Wynaleźliśmy informację o tym, że pomiędzy Tyssedal (startuje z Oddy) a parkingiem P2 kursuje regularnie autobus. Aby skorzystać z pierwszych połączeń wymagane było dokonanie rezerwacji i opłacenia biletu przez internet. Koszt wynosił 200 NOK za osobę. Co nas szczególnie uradowało to fakt, że miejsce naszego noclegu znajdowało się kilkanaście metrów od pierwszego przystanku w Tyssedal. Nie musieliśmy zrywać się bladym świtem by dojść na autobus i mogliśmy pospać nieco dłużej.
Ostatecznie autobus podjechał przed 7.00 zgarnął nas i pomknęliśmy pod górę, wgłąb doliny. Asfaltowa droga wiła się serpentynami przez około 5 km. Cieszyliśmy się, że dzięki temu bądź co bądź niezbyt małemu wydatkowi oszczędziliśmy sobie czas i siły. Te drugie szczególnie miały się nam przydać na trasie.
Z parkingu P2 na P3
Autobus zatrzymał się po kilkunastu minutach kilkadziesiąt metrów od wjazdu na asfaltową drogę na parking P3. Na naszej mapie widzieliśmy, że jest to drabina wijąca się po zboczu góry na odcinku około 2 km, mijając raz po raz fragmenty dawnej kolejki górskiej. Droga pozwala dostać się kilkaset metrów wyżej, oferując przy okazji cudowne widoki. Oczywiście jeśli ktoś ma czas podziwiać okolicę walcząc przy tym o nie zagrzanie silnika i uważając na ostrych zakrętach. Droga ma spory procent nachylenia.

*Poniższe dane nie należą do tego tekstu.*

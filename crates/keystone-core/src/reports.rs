//! # Reports
//!
//! Read-only summaries over a set of documents.

use serde::{Deserialize, Serialize};
use ts_rs::TS;

use crate::money::Money;
use crate::types::{Document, DocumentKind, DocumentStatus};

/// True for an invoice that can still take a payment: positive balance and
/// not Paid or Voided.
pub fn is_outstanding(doc: &Document) -> bool {
    doc.kind == DocumentKind::Invoice
        && doc.balance_due.is_positive()
        && !matches!(doc.status, DocumentStatus::Paid | DocumentStatus::Voided)
}

/// The customer's invoices a bulk payment may be applied to, oldest first.
pub fn outstanding_invoices<'a>(documents: &'a [Document], customer_id: &str) -> Vec<&'a Document> {
    let mut invoices: Vec<&Document> = documents
        .iter()
        .filter(|d| d.customer_id == customer_id && is_outstanding(d))
        .collect();
    invoices.sort_by(|a, b| a.date.cmp(&b.date).then_with(|| a.id.cmp(&b.id)));
    invoices
}

/// Receivables across all invoices. Voided invoices are left out entirely.
#[derive(Debug, Clone, Copy, PartialEq, Eq, Default, Serialize, Deserialize, TS)]
#[ts(export)]
pub struct ReceivablesSummary {
    pub invoice_count: usize,
    pub outstanding_count: usize,
    pub total_billed: Money,
    pub total_paid: Money,
    pub total_outstanding: Money,
}

/// Summarizes every non-voided invoice in `documents`.
///
/// Overpaid invoices contribute their payments to `total_paid` but nothing
/// to `total_outstanding`.
///
/// ```rust
/// use chrono::NaiveDate;
/// use keystone_core::reports::summarize_receivables;
/// use keystone_core::{Customer, Document, DocumentKind, LineItem, Money};
///
/// let day = NaiveDate::from_ymd_opt(2026, 7, 1).unwrap();
/// let mut doc = Document::new("inv-1", DocumentKind::Invoice, &Customer::new("c-1", "Acme"), day);
/// doc.line_items.push(LineItem::non_stock("li-1", "Gate", 1, Money::from_cents(5000)));
/// doc.recalculate();
///
/// let summary = summarize_receivables(&[doc]);
/// assert_eq!(summary.total_outstanding.cents(), 5000);
/// ```
pub fn summarize_receivables(documents: &[Document]) -> ReceivablesSummary {
    documents
        .iter()
        .filter(|d| d.kind == DocumentKind::Invoice && d.status != DocumentStatus::Voided)
        .fold(ReceivablesSummary::default(), |mut summary, doc| {
            summary.invoice_count += 1;
            summary.total_billed += doc.total;
            summary.total_paid += doc.amount_paid;
            if is_outstanding(doc) {
                summary.outstanding_count += 1;
                summary.total_outstanding += doc.balance_due;
            }
            summary
        })
}

#[cfg(test)]
mod tests {
    use super::*;
    use crate::ledger::record_payment;
    use crate::types::{Customer, LineItem, Payment, PaymentMethod};
    use chrono::NaiveDate;

    fn doc(id: &str, kind: DocumentKind, customer: &str, day: u32, cents: i64) -> Document {
        let date = NaiveDate::from_ymd_opt(2026, 7, day).unwrap();
        let mut doc = Document::new(id, kind, &Customer::new(customer, "Someone"), date);
        doc.line_items.push(LineItem::non_stock("li", "Work", 1, Money::from_cents(cents)));
        doc.recalculate();
        doc
    }

    fn pay(doc: &mut Document, cents: i64) {
        let date = doc.date;
        record_payment(doc, Payment::new("p", date, Money::from_cents(cents), PaymentMethod::Cash)).unwrap();
    }

    #[test]
    fn test_summarize_receivables() {
        let mut partly = doc("inv-1", DocumentKind::Invoice, "c-1", 1, 10000);
        pay(&mut partly, 4000);
        let mut paid = doc("inv-2", DocumentKind::Invoice, "c-1", 2, 2000);
        pay(&mut paid, 2000);
        let mut voided = doc("inv-3", DocumentKind::Invoice, "c-1", 3, 9900);
        voided.status = DocumentStatus::Voided;
        let estimate = doc("est-1", DocumentKind::Estimate, "c-1", 4, 50000);

        let summary = summarize_receivables(&[partly, paid, voided, estimate]);
        assert_eq!(summary.invoice_count, 2);
        assert_eq!(summary.outstanding_count, 1);
        assert_eq!(summary.total_billed.cents(), 12000);
        assert_eq!(summary.total_paid.cents(), 6000);
        assert_eq!(summary.total_outstanding.cents(), 6000);
    }

    #[test]
    fn test_outstanding_invoices_filter_and_order() {
        let later = doc("inv-b", DocumentKind::Invoice, "c-1", 20, 1000);
        let earlier = doc("inv-a", DocumentKind::Invoice, "c-1", 5, 1000);
        let other = doc("inv-c", DocumentKind::Invoice, "c-2", 1, 1000);
        let order = doc("ord-1", DocumentKind::Order, "c-1", 1, 1000);
        let mut paid = doc("inv-d", DocumentKind::Invoice, "c-1", 1, 1000);
        pay(&mut paid, 1000);
        let docs = vec![later, earlier, other, order, paid];

        let open: Vec<&str> = outstanding_invoices(&docs, "c-1").iter().map(|d| d.id.as_str()).collect();
        assert_eq!(open, vec!["inv-a", "inv-b"]);
    }

    #[test]
    fn test_zero_balance_invoice_is_not_outstanding() {
        let empty = doc("inv-1", DocumentKind::Invoice, "c-1", 1, 0);
        assert!(!is_outstanding(&empty));
    }
}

Tak jak wcześniej wspomnieliśmy, na parking P3 dostać się można własnym samochodem oraz busikiem. Nikt jednak nie broni wejścia na drogę i pokonanie tego odcinka pieszo. I jest to zapewne lepsza opcja dla chcących wykorzystać swoje nogi. Ścieżka biegnąca obok asfaltowej drogi biegnie prosto przez las. Jednak jest ona dosyć stroma. Przynajmniej kiedy przeanalizuje się jej nachylenie na mapie.